Sebok argues: "I think the reality is that the government's lawyers realized that the February Court of Appeals decision was much more devastating to their case than they admitted at the time. More specifically, they realized that it took away virtually any remedy they could seek. So they did their best to preserve what they hoped they could get: A finding of wrongdoing, and liability. In my view, the Court of Appeals clearly implied that remedies designed to address future effects of past violations were not acceptable. Only remedies designed to prevent future violations were acceptable. But did the remedies DOJ sought really fall into this category of acceptable remedies? It seems the answer is no. A smoking cessation program addresses the effect of a past violation - rather than preventing a future violation. The violation occurred when the smoker, as a result of fraud, was initially hooked. The effects continue, but the violation does not - unless one believes that current advertising is also fraudulent, and is convincing smokers not to quit. So this kind of remedy is just the kind the Court of Appeals suggested could not be granted."
The Rest of the Story
I simply don't find any clear evidence that the Bush Administration politically interfered in the DOJ case by demanding that the amount of the smoking cessation remedy be reduced from $130 to $10 billion. Moreover, I do not see any reasonable rationale for such alleged interference, since it is widely apparent that the $130 billion proposed program has no chance of being upheld by the D.C. Court of Appeals, even if Judge Kessler were to ignore the appellate court's decision and impose such a remedy.
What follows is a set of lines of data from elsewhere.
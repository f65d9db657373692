//! Pain extraction stage - lift structured events out of passed posts.
//!
//! The model is prompted literally (no advice, no summaries, empty
//! list allowed), optionally with the post's top comments. Responses
//! are validated hard - a generic or low-confidence event never
//! reaches the database - then enriched with post context, pain-type
//! families, a tools vocabulary, and a frequency score.

use serde::Deserialize;
use std::time::{Duration, Instant};
use tracing::{info, warn};

use crate::error::{MinerError, Result};
use crate::pipeline::prompts::{format_extract_prompt, SYSTEM_PROMPT};
use crate::traits::ai::{Ai, ModelRole};
use crate::traits::store::{EventStore, FilterStore, PostStore};
use crate::types::{
    EvidenceSource, ExtractStats, ExtractorConfig, FilteredPost, PainEvent, PainType, Post,
};

/// Problems shorter than this are noise.
const MIN_PROBLEM_CHARS: usize = 10;
/// Problems longer than this are summaries, not events.
const MAX_PROBLEM_CHARS: usize = 1000;
/// Backoff between timeout retries.
const TIMEOUT_BACKOFF: Duration = Duration::from_secs(5);

/// Generic complaints that carry no buildable signal.
const GENERIC_PROBLEMS: &[&str] = &[
    "it's slow",
    "it is slow",
    "it doesn't work",
    "it does not work",
    "it's broken",
    "it is broken",
    "too slow",
    "not working",
];

/// Vocabulary used to extend `mentioned_tools`.
const COMMON_TOOLS: &[&str] = &[
    "excel",
    "google sheets",
    "slack",
    "notion",
    "jira",
    "github",
    "zapier",
    "airtable",
    "discord",
    "email",
    "salesforce",
    "trello",
    "asana",
    "outlook",
    "quickbooks",
];

/// Keyword families for pain-type classification, in priority order.
const PAIN_TYPE_KEYWORDS: &[(PainType, &[&str])] = &[
    (
        PainType::Workflow,
        &["workflow", "process", "steps", "manual", "repetitive", "copy paste"],
    ),
    (
        PainType::Technical,
        &["error", "bug", "crash", "fails", "broken", "exception"],
    ),
    (
        PainType::Efficiency,
        &["slow", "hours", "tedious", "waste", "takes forever"],
    ),
    (
        PainType::Complexity,
        &["complex", "complicated", "confusing", "difficult"],
    ),
    (
        PainType::Integration,
        &["integrate", "sync", "connect", "api", "export", "import"],
    ),
    (
        PainType::Cost,
        &["cost", "price", "expensive", "subscription"],
    ),
    (
        PainType::Ux,
        &["interface", "clunky", "unusable", "ui", "ux"],
    ),
    (
        PainType::Data,
        &["data", "spreadsheet", "csv", "database", "records"],
    ),
];

/// Raw extraction response from the model (before validation).
#[derive(Debug, Deserialize)]
pub struct AiEventsResponse {
    #[serde(default)]
    pub events: Vec<AiPainEvent>,
}

/// One raw event from the model.
#[derive(Debug, Deserialize)]
pub struct AiPainEvent {
    #[serde(default)]
    pub actor: String,
    #[serde(default)]
    pub context: String,
    #[serde(default)]
    pub problem: String,
    #[serde(default)]
    pub current_workaround: Option<String>,
    #[serde(default)]
    pub frequency: Option<String>,
    #[serde(default)]
    pub emotional_signal: Option<String>,
    #[serde(default)]
    pub mentioned_tools: Vec<String>,
    #[serde(default = "default_confidence")]
    pub confidence: f32,
    #[serde(default)]
    pub evidence_sources: Vec<String>,
}

fn default_confidence() -> f32 {
    0.5
}

/// Validate one raw event. Returns None when it must be discarded.
pub fn validate_event(
    raw: AiPainEvent,
    post_id: &str,
    min_confidence: f32,
) -> Option<PainEvent> {
    if post_id.is_empty() {
        return None;
    }
    let problem = raw.problem.trim().to_string();
    let problem_len = problem.chars().count();
    if problem_len < MIN_PROBLEM_CHARS || problem_len > MAX_PROBLEM_CHARS {
        return None;
    }
    if raw.confidence < min_confidence || !(0.0..=1.0).contains(&raw.confidence) {
        return None;
    }
    let folded = problem.to_lowercase();
    if GENERIC_PROBLEMS.iter().any(|g| folded == *g) {
        return None;
    }

    let mut evidence_sources: Vec<EvidenceSource> = raw
        .evidence_sources
        .iter()
        .filter_map(|s| match s.to_lowercase().as_str() {
            "post" => Some(EvidenceSource::Post),
            "comments" => Some(EvidenceSource::Comments),
            _ => None,
        })
        .collect();
    evidence_sources.dedup();
    if evidence_sources.is_empty() {
        evidence_sources.push(EvidenceSource::Post);
    }

    Some(PainEvent {
        id: None,
        post_id: post_id.to_string(),
        actor: raw.actor.trim().to_string(),
        context: raw.context.trim().to_string(),
        problem,
        current_workaround: raw.current_workaround.filter(|w| !w.trim().is_empty()),
        frequency: raw.frequency.filter(|f| !f.trim().is_empty()),
        emotional_signal: raw.emotional_signal.filter(|e| !e.trim().is_empty()),
        mentioned_tools: raw.mentioned_tools,
        confidence: raw.confidence,
        evidence_sources,
        pain_types: vec![],
        primary_pain_type: None,
        frequency_score: 5,
        post_title: String::new(),
        post_category: String::new(),
        post_pain_score: 0.0,
    })
}

/// Attach post context, classify pain types, extend tools, derive the
/// frequency score.
pub fn enrich_event(mut event: PainEvent, post: &Post, filtered: &FilteredPost) -> PainEvent {
    event.post_title = post.title.clone();
    event.post_category = post.category.clone();
    event.post_pain_score = filtered.pain_score;

    let haystack = format!("{} {}", event.context, event.problem).to_lowercase();
    for (pain_type, keywords) in PAIN_TYPE_KEYWORDS {
        if keywords.iter().any(|k| haystack.contains(k)) {
            event.pain_types.push(*pain_type);
        }
    }
    event.primary_pain_type = event.pain_types.first().copied();

    let text = format!("{} {}", post.full_text(), haystack).to_lowercase();
    for tool in COMMON_TOOLS {
        let known = event
            .mentioned_tools
            .iter()
            .any(|t| t.eq_ignore_ascii_case(tool));
        if !known && text.contains(tool) {
            event.mentioned_tools.push(tool.to_string());
        }
    }

    event.frequency_score = PainEvent::score_frequency(event.frequency.as_deref());
    event
}

/// Run extraction over passed posts the extractor has not attempted.
pub async fn run_extract<S, A>(
    store: &S,
    ai: &A,
    config: &ExtractorConfig,
    limit: usize,
) -> Result<ExtractStats>
where
    S: PostStore + FilterStore + EventStore,
    A: Ai,
{
    let started = Instant::now();
    let mut stats = ExtractStats::default();
    let pending = store.filtered_pending_extraction(limit).await?;

    for (index, (post, filtered)) in pending.iter().enumerate() {
        let comments = if config.max_comments > 0 {
            store.comments_for(&post.id, config.max_comments).await?
        } else {
            vec![]
        };
        let prompt = format_extract_prompt(post, &comments, config.comment_truncate_chars);

        let response = match chat_with_timeout_retry(ai, &prompt, config.timeout_retries).await {
            Ok(response) => response,
            Err(err) => {
                warn!(post = %post.id, "extraction failed: {err}");
                stats.llm_errors += 1;
                stats.posts_skipped += 1;
                continue;
            }
        };

        let parsed: AiEventsResponse = match serde_json::from_str(&response) {
            Ok(parsed) => parsed,
            Err(err) => {
                warn!(post = %post.id, "unparseable extraction payload: {err}");
                stats.llm_errors += 1;
                stats.posts_skipped += 1;
                continue;
            }
        };

        let raw_count = parsed.events.len();
        let events: Vec<PainEvent> = parsed
            .events
            .into_iter()
            .filter_map(|raw| validate_event(raw, &post.id, config.min_confidence))
            .map(|event| enrich_event(event, post, filtered))
            .collect();
        stats.events_discarded += raw_count - events.len();

        if !events.is_empty() {
            store.insert_events(&events).await?;
            stats.events_extracted += events.len();
        }
        store.mark_extracted(&post.id).await?;
        stats.posts_processed += 1;

        // Cooperative pacing between posts; deterministic jitter keeps
        // runs reproducible.
        if index + 1 < pending.len() {
            tokio::time::sleep(dynamic_delay(&post.id, config)).await;
        }
    }

    stats.elapsed_secs = started.elapsed().as_secs_f64();
    info!(
        posts = stats.posts_processed,
        events = stats.events_extracted,
        discarded = stats.events_discarded,
        "extraction complete"
    );
    Ok(stats)
}

async fn chat_with_timeout_retry<A: Ai>(
    ai: &A,
    prompt: &str,
    timeout_retries: u32,
) -> Result<String> {
    let mut attempts = 0u32;
    loop {
        match ai.chat_json(ModelRole::Main, SYSTEM_PROMPT, prompt).await {
            Ok(response) => return Ok(response),
            Err(err @ MinerError::AiTimeout { .. }) if attempts < timeout_retries => {
                attempts += 1;
                warn!(attempts, "extraction timed out, retrying: {err}");
                tokio::time::sleep(TIMEOUT_BACKOFF).await;
            }
            Err(err) => return Err(err),
        }
    }
}

/// Delay in the configured window, derived from the post id.
fn dynamic_delay(post_id: &str, config: &ExtractorConfig) -> Duration {
    let span = config.max_delay_secs.saturating_sub(config.min_delay_secs) + 1;
    let hash = post_id.bytes().fold(0u64, |acc, b| {
        acc.wrapping_mul(31).wrapping_add(b as u64)
    });
    Duration::from_secs(config.min_delay_secs + hash % span)
}

#[cfg(test)]
mod tests {
    use super::*;
    use crate::stores::SqliteStore;
    use crate::testing::{self, MockAi};
    use crate::traits::store::{EventStore, FilterStore, PostStore};

    fn raw_event(problem: &str, confidence: f32) -> AiPainEvent {
        AiPainEvent {
            actor: "analyst".into(),
            context: "monthly reporting".into(),
            problem: problem.into(),
            current_workaround: None,
            frequency: Some("weekly".into()),
            emotional_signal: None,
            mentioned_tools: vec![],
            confidence,
            evidence_sources: vec!["post".into(), "comments".into()],
        }
    }

    #[test]
    fn validation_drops_short_long_generic_and_unsure() {
        assert!(validate_event(raw_event("too short", 0.9), "p", 0.3).is_none());
        assert!(validate_event(raw_event(&"x".repeat(1001), 0.9), "p", 0.3).is_none());
        assert!(validate_event(raw_event("It's slow", 0.9), "p", 0.3).is_none());
        assert!(validate_event(raw_event("exports keep crashing mid-run", 0.2), "p", 0.3).is_none());
        assert!(validate_event(raw_event("exports keep crashing mid-run", 0.9), "", 0.3).is_none());
        assert!(validate_event(raw_event("exports keep crashing mid-run", 0.9), "p", 0.3).is_some());
    }

    #[test]
    fn validation_normalizes_evidence_sources() {
        let event = validate_event(raw_event("exports keep crashing mid-run", 0.9), "p", 0.3)
            .unwrap();
        assert_eq!(
            event.evidence_sources,
            vec![EvidenceSource::Post, EvidenceSource::Comments]
        );

        let mut raw = raw_event("exports keep crashing mid-run", 0.9);
        raw.evidence_sources = vec!["chat".into()];
        let event = validate_event(raw, "p", 0.3).unwrap();
        assert_eq!(event.evidence_sources, vec![EvidenceSource::Post]);
    }

    #[test]
    fn enrichment_classifies_and_extends_tools() {
        let post = testing::post_builder("reddit", "p1")
            .title("Excel macros crash every export")
            .body("The excel export fails on large sheets and I redo it by hand.")
            .build();
        let filtered = testing::filtered_post("reddit_p1", 0.7);
        let event = validate_event(
            raw_event("the export crashes on files above 50MB", 0.9),
            "reddit_p1",
            0.3,
        )
        .unwrap();

        let enriched = enrich_event(event, &post, &filtered);
        assert!(enriched.mentioned_tools.iter().any(|t| t == "excel"));
        assert!(enriched.pain_types.contains(&PainType::Technical));
        assert!(enriched.pain_types.contains(&PainType::Integration));
        assert!(enriched.primary_pain_type.is_some());
        assert_eq!(enriched.frequency_score, 8);
        assert_eq!(enriched.post_title, post.title);
        assert!((enriched.post_pain_score - 0.7).abs() < 1e-6);
    }

    #[tokio::test]
    async fn extraction_persists_events_and_marks_posts() {
        let store = SqliteStore::in_memory().await.unwrap();
        let fetched = testing::fetched_post("reddit", "p1", 2);
        store.insert_post(&fetched).await.unwrap();
        store
            .upsert_filtered(&testing::filtered_post("reddit_p1", 0.6))
            .await
            .unwrap();

        let ai = MockAi::new().with_default_response(
            r#"{"events": [
                {"actor": "analyst", "context": "reporting",
                 "problem": "the excel export crashes every week on big files",
                 "frequency": "weekly", "mentioned_tools": ["excel"],
                 "confidence": 0.9, "evidence_sources": ["post", "comments"]},
                {"actor": "", "context": "", "problem": "it's slow", "confidence": 0.9}
            ]}"#,
        );

        let stats = run_extract(&store, &ai, &ExtractorConfig::default(), 10)
            .await
            .unwrap();
        assert_eq!(stats.posts_processed, 1);
        assert_eq!(stats.events_extracted, 1);
        assert_eq!(stats.events_discarded, 1);

        // Post is marked attempted, so a rerun does nothing.
        let rerun = run_extract(&store, &ai, &ExtractorConfig::default(), 10)
            .await
            .unwrap();
        assert_eq!(rerun.posts_processed, 0);

        let events = store.events_by_ids(&[1]).await.unwrap();
        assert_eq!(events.len(), 1);
        assert!(events[0].problem.contains("export"));
    }

    #[tokio::test]
    async fn comment_prompt_is_used_when_comments_exist() {
        let store = SqliteStore::in_memory().await.unwrap();
        store
            .insert_post(&testing::fetched_post("reddit", "p1", 3))
            .await
            .unwrap();
        store
            .upsert_filtered(&testing::filtered_post("reddit_p1", 0.6))
            .await
            .unwrap();

        let ai = MockAi::new().with_default_response(r#"{"events": []}"#);
        run_extract(&store, &ai, &ExtractorConfig::default(), 10)
            .await
            .unwrap();

        let calls = ai.calls();
        assert_eq!(calls.len(), 1);
        assert!(calls[0].user_prompt.contains("Top comments:"));
    }

    #[test]
    fn dynamic_delay_stays_in_window() {
        let config = ExtractorConfig::default();
        for id in ["reddit_a", "reddit_b", "hn_12345"] {
            let delay = dynamic_delay(id, &config).as_secs();
            assert!((3..=7).contains(&delay));
        }
    }
}
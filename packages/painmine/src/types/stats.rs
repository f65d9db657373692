//! Per-stage statistics, the pipeline's observability surface.
//!
//! Every stage returns one of these records instead of logging ad hoc;
//! the binary serializes them when `--save-results` is set.

use serde::{Deserialize, Serialize};
use std::collections::HashMap;

/// Counts from one `fetch_all` run.
#[derive(Debug, Clone, Default, Serialize, Deserialize)]
pub struct FetchStats {
    /// Inserted posts per source
    pub inserted: HashMap<String, usize>,
    /// Posts skipped because they were already stored
    pub skipped: HashMap<String, usize>,
    /// Per-item failures per source
    pub errors: HashMap<String, usize>,
    pub comments_attached: usize,
    pub elapsed_secs: f64,
}

impl FetchStats {
    pub fn total_inserted(&self) -> usize {
        self.inserted.values().sum()
    }
}

/// Counts from one signal-filter run.
#[derive(Debug, Clone, Default, Serialize, Deserialize)]
pub struct FilterStats {
    pub examined: usize,
    pub passed: usize,
    /// Rejections keyed by the gate that fired
    pub rejected_by: HashMap<String, usize>,
    pub avg_pain_score: f32,
    pub elapsed_secs: f64,
}

impl FilterStats {
    pub fn pass_rate(&self) -> f32 {
        if self.examined == 0 {
            0.0
        } else {
            self.passed as f32 / self.examined as f32
        }
    }
}

/// Counts from one extraction run.
#[derive(Debug, Clone, Default, Serialize, Deserialize)]
pub struct ExtractStats {
    pub posts_processed: usize,
    pub posts_skipped: usize,
    pub events_extracted: usize,
    pub events_discarded: usize,
    pub llm_errors: usize,
    pub elapsed_secs: f64,
}

/// Counts from one embedding run.
#[derive(Debug, Clone, Default, Serialize, Deserialize)]
pub struct EmbedStats {
    pub events_embedded: usize,
    pub cache_hits: usize,
    pub errors: usize,
    pub elapsed_secs: f64,
}

/// Result of verifying stored embeddings.
#[derive(Debug, Clone, Default, Serialize, Deserialize)]
pub struct EmbedVerify {
    pub checked: usize,
    /// Event ids whose vectors were empty, non-finite, or all zero
    pub anomalies: Vec<i64>,
}

/// Counts from one clustering run.
#[derive(Debug, Clone, Default, Serialize, Deserialize)]
pub struct ClusterStats {
    pub events_considered: usize,
    pub clusters_formed: usize,
    pub clusters_rejected_llm: usize,
    pub clusters_below_floor: usize,
    pub noise_events: usize,
    pub elapsed_secs: f64,
}

/// Counts from one alignment run.
#[derive(Debug, Clone, Default, Serialize, Deserialize)]
pub struct AlignStats {
    pub clusters_considered: usize,
    pub batches: usize,
    pub batches_skipped_single_source: usize,
    pub cache_hits: usize,
    pub aligned_problems: usize,
    pub clusters_aligned: usize,
    pub clusters_processed: usize,
    pub elapsed_secs: f64,
}

/// Counts from one opportunity-mapping run.
#[derive(Debug, Clone, Default, Serialize, Deserialize)]
pub struct MapStats {
    pub clusters_considered: usize,
    pub opportunities_persisted: usize,
    pub dropped_below_quality: usize,
    pub llm_errors: usize,
    pub elapsed_secs: f64,
}

/// Counts from one viability-scoring run.
#[derive(Debug, Clone, Default, Serialize, Deserialize)]
pub struct ScoreStats {
    pub opportunities_scored: usize,
    pub pre_gate_abandoned: usize,
    pub llm_errors: usize,
    pub avg_total_score: f32,
    pub elapsed_secs: f64,
}

/// Counts from one shortlist run.
#[derive(Debug, Clone, Default, Serialize, Deserialize)]
pub struct ShortlistStats {
    pub considered: usize,
    pub passed_filters: usize,
    pub selected: usize,
    pub content_fallbacks: usize,
    pub elapsed_secs: f64,
}

/// Everything a full `--stage all` run produced.
#[derive(Debug, Clone, Default, Serialize, Deserialize)]
pub struct RunResults {
    pub fetch: Option<FetchStats>,
    pub filter: Option<FilterStats>,
    pub extract: Option<ExtractStats>,
    pub embed: Option<EmbedStats>,
    pub cluster: Option<ClusterStats>,
    pub align: Option<AlignStats>,
    pub map: Option<MapStats>,
    pub score: Option<ScoreStats>,
    pub shortlist: Option<ShortlistStats>,
}
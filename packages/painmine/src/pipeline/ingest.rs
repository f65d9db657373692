//! Ingestion stage - pull posts from every configured source.

use std::time::Instant;
use tracing::{info, warn};

use crate::error::{Result, SourceError};
use crate::traits::{source::CommunitySource, store::PostStore};
use crate::types::{FetchStats, SourceConfig};

/// Fetch from each source and persist unified rows.
///
/// The seen-set is preloaded per source so previously stored ids are
/// skipped without touching the network payload twice. Per-item
/// failures are counted; a source that fails wholesale (other than
/// auth) is logged and skipped so the remaining sources still run.
pub async fn fetch_all<S>(
    store: &S,
    sources: &[(Box<dyn CommunitySource>, SourceConfig)],
    limit_sources: Option<usize>,
) -> Result<FetchStats>
where
    S: PostStore,
{
    let started = Instant::now();
    let mut stats = FetchStats::default();

    let take = limit_sources.unwrap_or(sources.len());
    for (source, config) in sources.iter().take(take) {
        let name = config.name.clone();
        let seen = store.seen_ids(&name).await?;
        info!(source = %name, known = seen.len(), "fetching");

        let outcome = match source.fetch(config, &seen).await {
            Ok(outcome) => outcome,
            Err(err @ SourceError::Auth { .. }) => return Err(err.into()),
            Err(err) => {
                warn!(source = %name, "fetch failed: {err}");
                *stats.errors.entry(name.clone()).or_default() += 1;
                continue;
            }
        };

        let mut inserted = 0usize;
        let mut skipped = outcome.skipped;
        *stats.errors.entry(name.clone()).or_default() += outcome.errors;

        for fetched in &outcome.posts {
            match store.insert_post(fetched).await {
                Ok(true) => {
                    inserted += 1;
                    stats.comments_attached += fetched.comments.len();
                }
                Ok(false) => skipped += 1,
                Err(err) => {
                    warn!(post = %fetched.post.id, "insert failed: {err}");
                    *stats.errors.entry(name.clone()).or_default() += 1;
                }
            }
        }

        info!(source = %name, inserted, skipped, "source done");
        stats.inserted.insert(name.clone(), inserted);
        stats.skipped.insert(name, skipped);
    }

    stats.elapsed_secs = started.elapsed().as_secs_f64();
    info!(
        inserted = stats.total_inserted(),
        comments = stats.comments_attached,
        elapsed = stats.elapsed_secs,
        "fetch complete"
    );
    Ok(stats)
}

#[cfg(test)]
mod tests {
    use super::*;
    use crate::stores::SqliteStore;
    use crate::testing::{fetched_post, MockSource};
    use crate::types::SourceConfig;

    fn reddit_source(posts: Vec<crate::types::FetchedPost>) -> (Box<dyn CommunitySource>, SourceConfig) {
        let config = SourceConfig {
            name: "reddit".into(),
            ..SourceConfig::default()
        };
        (Box::new(MockSource::new("reddit", posts)), config)
    }

    #[tokio::test]
    async fn refetch_never_duplicates_rows() {
        let store = SqliteStore::in_memory().await.unwrap();
        let sources = vec![reddit_source(vec![
            fetched_post("reddit", "a", 1),
            fetched_post("reddit", "b", 0),
        ])];

        let first = fetch_all(&store, &sources, None).await.unwrap();
        assert_eq!(first.total_inserted(), 2);
        assert_eq!(first.comments_attached, 1);

        let second = fetch_all(&store, &sources, None).await.unwrap();
        assert_eq!(second.total_inserted(), 0);
        assert_eq!(second.skipped["reddit"], 2);
        assert_eq!(store.count_posts().await.unwrap(), 2);
    }

    #[tokio::test]
    async fn limit_sources_restricts_the_pass() {
        let store = SqliteStore::in_memory().await.unwrap();
        let hn_config = SourceConfig {
            name: "hn_ask".into(),
            ..SourceConfig::default()
        };
        let sources: Vec<(Box<dyn CommunitySource>, SourceConfig)> = vec![
            reddit_source(vec![fetched_post("reddit", "a", 0)]),
            (
                Box::new(MockSource::new("hn_ask", vec![fetched_post("hn_ask", "1", 0)])),
                hn_config,
            ),
        ];

        let stats = fetch_all(&store, &sources, Some(1)).await.unwrap();
        assert_eq!(stats.inserted.len(), 1);
        assert!(stats.inserted.contains_key("reddit"));
    }
}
Sebok's column adds further support for my suggestion that public health groups should not be hasty in making definitive claims that political interference was responsible for the events of last week. In fact, I think it is rather irresponsible of groups like the Campaign for Tobacco-Free Kids to be making such claims in such a definitive manner without any documented evidence to support their attack. For a group that spends so much time groaning about the damage that can be done by unsubstantiated claims, one would think that the Campaign would be a little more careful before bombarding the media with what I view to be a not only undocumented, but also irrational claim that a more narrowly-tailored remedy most certainly can represent nothing but political interference by the Bush administration to protect the tobacco companies (this, in light of the fact that the administration could have quashed the entire case at any point in the past five years).
Several Congresspersons as well as Public Citizen have demanded an investigation into possible political interference in the DOJ case. This is perfectly reasonable. But it undermines those investigations, and renders them meaningless, to draw conclusions about the facts before we have them. Once the findings are released, then if they support the Campaign's conclusions, it would be appropriate for the Campaign to to express outrage at the findings. But let's not express outrage at findings that don't yet exist.
If the Campaign truly believes that the evidence is sufficient to make a definitive accusation of political interference (and if it doesn't, then it should retract that accusation), then why isn't the Campaign blasting Congressman Waxman and others for calling for an investigation into an allegation that is apparently already known to be true? Why waste the taxpayers' money on this investigation if we already know the answer?
The Campaign is blowing smoke yet again, but doing nothing to actually help improve the possibility of justice being achieved for the industry's RICO violations over the past half a century.